Let Assumption 2.1 be satisfied, and let \({\mathcal {F}}\) be a family of nonempty subsets of Y. A set \({\bar{A}}\in {{\mathcal {F}}}\) is called an optimal set of \({\mathcal {F}}\), iff

$$\begin{aligned} A\preccurlyeq _{s}{\bar{A}},\ \ A\in {{\mathcal {F}}} \ \ \Longrightarrow \ \ {\bar{A}}\preccurlyeq _{s}A. \end{aligned}$$

Under Assumption 2.1 recall for any nonempty subset A of Y that the set

$$\begin{aligned} \min A := \{ a\in A\ |\ (\{a\}-C)\cap A\subset \{a\}+C\} \end{aligned}$$

denotes the set of all minimal elements of A, and the set

$$\begin{aligned} \max A := \{ a\in A\ |\ (\{a\}+C)\cap A\subset \{a\}-C\} \end{aligned}$$

is called the set of maximal elements of A. Of course, if the convex cone C is pointed (i.e. \(C\cap (-C)=\{0_{Y}\}\)), then \(\min A = \{ a\in A\ |\ (\{a\}-C)\cap A = \{a\}\}\) and \(\max A = \{ a\in A\ |\ (\{a\}+C)\cap A = \{a\}\}\).
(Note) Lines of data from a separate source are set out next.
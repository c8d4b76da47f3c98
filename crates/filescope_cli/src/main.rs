//! Filescope command line
//!
//! - **select**: print the files a source tree contributes to extraction
//! - **explain**: print the decision and its reason for given paths

use clap::{Parser, Subcommand};
use filescope_logging::{init_logging, LogConfig};
use std::path::PathBuf;
use std::process::ExitCode;
use tracing::debug;

mod cli;

#[derive(Parser, Debug)]
#[command(name = "filescope", version, about = "Select the source files to extract from a tree")]
struct Cli {
    /// Enable verbose logging (debug to stderr)
    #[arg(short = 'v', long, global = true)]
    verbose: bool,

    /// Also write logs to this file
    #[arg(long, global = true)]
    log_file: Option<PathBuf>,

    #[command(subcommand)]
    command: Commands,
}

#[derive(Subcommand, Debug)]
enum Commands {
    /// List the files to extract, one per line
    Select(cli::select::SelectArgs),

    /// Show the decision for individual paths
    Explain(cli::explain::ExplainArgs),
}

fn command_wants_json(command: &Commands) -> bool {
    match command {
        Commands::Select(args) => args.json,
        Commands::Explain(args) => args.json,
    }
}

fn run_command(command: Commands) -> anyhow::Result<()> {
    match command {
        Commands::Select(args) => cli::select::run(args),
        Commands::Explain(args) => cli::explain::run(args),
    }
}

fn main() -> ExitCode {
    let cli = Cli::parse();
    let json_mode = command_wants_json(&cli.command);

    if let Err(err) = init_logging(LogConfig {
        app_name: "filescope",
        verbose: cli.verbose,
        log_file: cli.log_file.clone(),
    }) {
        eprintln!("Warning: failed to initialize logging: {:#}", err);
    }
    debug!(command = ?cli.command, "Starting");

    match run_command(cli.command) {
        Ok(()) => ExitCode::SUCCESS,
        Err(err) => {
            if json_mode {
                cli::error::print_json_error(&err);
            } else if let Some(helpful) = err.downcast_ref::<cli::error::HelpfulError>() {
                eprint!("{}", helpful);
            } else {
                eprintln!("{:?}", err);
            }
            ExitCode::from(1)
        }
    }
}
With the following proposition we investigate the question: What does it mean, if for some set \(A\in {{\mathcal {F}}}\) the two inequalities \(A\preccurlyeq _{s}{\bar{A}}\) and \({\bar{A}}\preccurlyeq _{s}A\) given in Definition 3.1 hold?

Proposition 3.1

Let Assumption 2.1 be satisfied and, in addition, let the convex cone C be pointed. Let \({\mathcal {F}}\) be a family of nonempty subsets of Y, for which the set of minimal elements and the set of maximal elements are nonempty. For every \(A\in {{\mathcal {F}}}\) let the set equalities

$$\begin{aligned} A+C=(\min A)+C\text { and }A-C=(\max A)-C \end{aligned}$$
(2)

be satisfied. For some \({\bar{A}}\in {{\mathcal {F}}}\), we then have

$$\begin{aligned} {\bar{A}}\text { optimal}\Longleftrightarrow & {} \text {for every } A\in {{\mathcal {F}}} \text { with } A\preccurlyeq _{s}{\bar{A}} :\\&\min A = \min {\bar{A}}\text { and }\max A = \max {\bar{A}} . \end{aligned}$$

Proof

For some \({\bar{A}}\in {{\mathcal {F}}}\) and an arbitrary \(A\in {{\mathcal {F}}}\) it holds by definition

$$\begin{aligned} A\preccurlyeq _{s}{\bar{A}}\text { and } {\bar{A}}\preccurlyeq _{s}A \ \ \Longleftrightarrow \ \ {\bar{A}}\subset A+C,\ A\subset {\bar{A}}-C, \ A\subset {\bar{A}}+C,\ {\bar{A}}\subset A-C. \end{aligned}$$

By [17, Lemma 2.4] this is equivalent to the inclusions

$$\begin{aligned} {\bar{A}}+C\subset A+C,\ A-C\subset {\bar{A}}-C, \ A+C\subset {\bar{A}}+C,\ {\bar{A}}-C\subset A-C \end{aligned}$$

again being equivalent to

$$\begin{aligned} {\bar{A}}+C=A+C,\ {\bar{A}}-C=A-C. \end{aligned}$$

By the equalities (2) this can be written as

$$\begin{aligned} (\min {\bar{A}})+C=(\min A)+C,\ (\max {\bar{A}})-C=(\max A)-C. \end{aligned}$$
(3)

The first equality implies \(\min {\bar{A}}\subset (\min A)+C\), which means

$$\begin{aligned} \forall \ {\bar{a}}\in \min {\bar{A}}\ \exists \ a\in \min A,\, c\in C: {\bar{a}}=a+c. \end{aligned}$$

Since the first equality in (3) also implies \(\min A\subset (\min {\bar{A}})+C\), there are \({\hat{a}}\in \min {\bar{A}}\) and \({\hat{c}}\in C\) with \(a={\hat{a}}+{\hat{c}}\). Hence, we get \({\bar{a}}=a+c={\hat{a}}+{\hat{c}}+c\). Because of \({\bar{a}}, {\hat{a}}\in \min {\bar{A}}\) we obtain \({\hat{c}}+c=0_Y\), i.e. \(c=-{\hat{c}}\). Since C is pointed, we conclude \(c\in C\cap (-C)=\{0_{Y}\}\). Consequently, we have \({\bar{a}}=a\) and thereby \(\min {\bar{A}}\subset \min A\). By renaming we also get \(\min A \subset \min {\bar{A}}\), an so we have \(\min A = \min {\bar{A}}\). The equality \(\max A = \max {\bar{A}}\) can be proven in analogy. The assertion then follows with the definition of optimality. \(\square \)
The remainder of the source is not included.